This pencil and ink sketch is a loose transcription of Francesco Bonsignori's The Virgin and Child Enthroned (c.1490-1500) which is housed in the Scottish National Gallery on the Mound, Edinburgh.

The pencil drawing was produced in situ with close reference to the original composition. Ink was added later.

My choice of colours bears little resemblance to the source painting’s earthy palette. The one exception is that both versions of the virgin sport a crown of brown hair, a detail that marked Bonsognori’s virgin as fresh and distinct from those on the walls around her. I took inspiration from Beyonce's carefully constructed maternity portraits (April 2017), opting for lurid tones of lime and fuschia in the virgin’s dress.

Initially subconscious, this subtle nod to Beyonce’s baby’s photo shoot is perhaps unsurprising. In the portraits, the singer positions herself as a modern day Madonna, employing devices used by artists throughout the centuries to depict the mother of Christ - a serene half smile, good posture, a symbolic assortment of flowers, the conspicuous absence of a (visible) father figure. Beyonce’s photos are iconic because they’re icon-like.

The gospels present the virgin Mary with quiet simplicity as an unassuming young woman, taken by surprise - but not averse - to becoming a vessel for the “Word made flesh”. Within her womb, for nine months, she bears the mystery of the incarnation; the invisible becomes increasingly visible and is then revealed; God in human form. Mary’s task is not untinged with sorrow.

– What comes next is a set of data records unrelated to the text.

//! Listing and deleting snapshot refs

use std::fmt;

use crate::config::Config;
use crate::error::Result;
use crate::object::ObjectId;
use crate::refs::{catalog_prefix, snapshot_ref, strip_namespace, validate_name};
use crate::storage::ObjectStore;

/// Ref names under the namespace (optionally one backup), namespace
/// stripped, sorted ascending
pub fn list<S: ObjectStore + ?Sized>(
    store: &S,
    config: &Config,
    backup: Option<&str>,
) -> Result<Vec<String>> {
    if let Some(backup) = backup {
        validate_name("backup", backup)?;
    }
    let mut names: Vec<String> = store
        .list_refs(&catalog_prefix(config, backup))?
        .into_iter()
        .map(|(name, _)| strip_namespace(config, &name).to_string())
        .collect();
    names.sort();
    Ok(names)
}

/// Result of a delete request. A missing snapshot is not an error.
#[derive(Debug, Clone, PartialEq, Eq)]
pub enum DeleteOutcome {
    Deleted { refname: String, tree: ObjectId },
    NotFound {
        backup: String,
        snapshot: String,
        refname: String,
    },
}

impl fmt::Display for DeleteOutcome {
    fn fmt(&self, f: &mut fmt::Formatter<'_>) -> fmt::Result {
        match self {
            DeleteOutcome::Deleted { refname, tree } => {
                write!(f, "Deleted snapshot {} (was {})", refname, tree)
            }
            DeleteOutcome::NotFound { backup, snapshot, .. } => {
                write!(f, "Snapshot {} for backup {} does not exist", snapshot, backup)
            }
        }
    }
}

/// Remove one snapshot ref. The objects it pointed at stay in the store.
pub fn delete<S: ObjectStore + ?Sized>(
    store: &S,
    config: &Config,
    backup: &str,
    snapshot: &str,
) -> Result<DeleteOutcome> {
    validate_name("backup", backup)?;
    validate_name("snapshot", snapshot)?;

    let refname = snapshot_ref(config, backup, snapshot);
    let Some(tree) = store.resolve_ref(&refname)? else {
        tracing::info!("Snapshot {} not found, nothing deleted", refname);
        return Ok(DeleteOutcome::NotFound {
            backup: backup.to_string(),
            snapshot: snapshot.to_string(),
            refname,
        });
    };
    store.delete_ref(&refname)?;
    tracing::info!("Deleted snapshot {}", refname);
    Ok(DeleteOutcome::Deleted { refname, tree })
}
//! Store configuration
//!
//! Stored at `{store}/config.json`. Every core operation receives the config
//! explicitly; there is no global state.

use serde::{Deserialize, Serialize};
use std::fs;
use std::path::Path;

use crate::storage::{Result, StorageError};

pub const CONFIG_FILE: &str = "config.json";

/// Store configuration
#[derive(Debug, Clone, PartialEq, Eq, Serialize, Deserialize)]
#[serde(default)]
pub struct Config {
    /// Ref namespace: snapshots live under `refs/<namespace>/`
    pub namespace: String,
    /// File name used to keep otherwise empty directories in a tree
    pub marker_name: String,
    /// zstd level for loose objects
    pub compression_level: i32,
}

impl Default for Config {
    fn default() -> Self {
        Self {
            namespace: "gib".to_string(),
            marker_name: ".gibkeep".to_string(),
            compression_level: 3,
        }
    }
}

impl Config {
    /// Load the config of the store at `root`
    pub fn load(root: &Path) -> Result<Self> {
        let config_path = root.join(CONFIG_FILE);
        let data = fs::read_to_string(&config_path)?;
        serde_json::from_str(&data).map_err(|e| {
            StorageError::Serialization(format!("Failed to parse {:?}: {}", config_path, e))
        })
    }

    /// Save config into the store at `root`
    pub fn save(&self, root: &Path) -> Result<()> {
        let config_path = root.join(CONFIG_FILE);
        let tmp_path = config_path.with_extension("tmp");
        let data = serde_json::to_string_pretty(self)
            .map_err(|e| StorageError::Serialization(e.to_string()))?;
        fs::write(&tmp_path, &data)?;
        fs::rename(&tmp_path, &config_path)?;
        Ok(())
    }
}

As in childbirth pain precedes joy, so it is again for Mary at the crucifixion and resurrection of the Christ.

I wanted to show respect to the subject, and render the virgin and child duo with a level of restraint. I had originally planned to crop the present image to fit a 20x20cm format. I later chose not to as I wanted to draw attention to the processes in making the work - evidence of colours being tested and a doodle of the annunciation scene. This is a twenty-first-century artist’s response to a fifteenth-century artist’s depiction of a unique, first-century mother and child.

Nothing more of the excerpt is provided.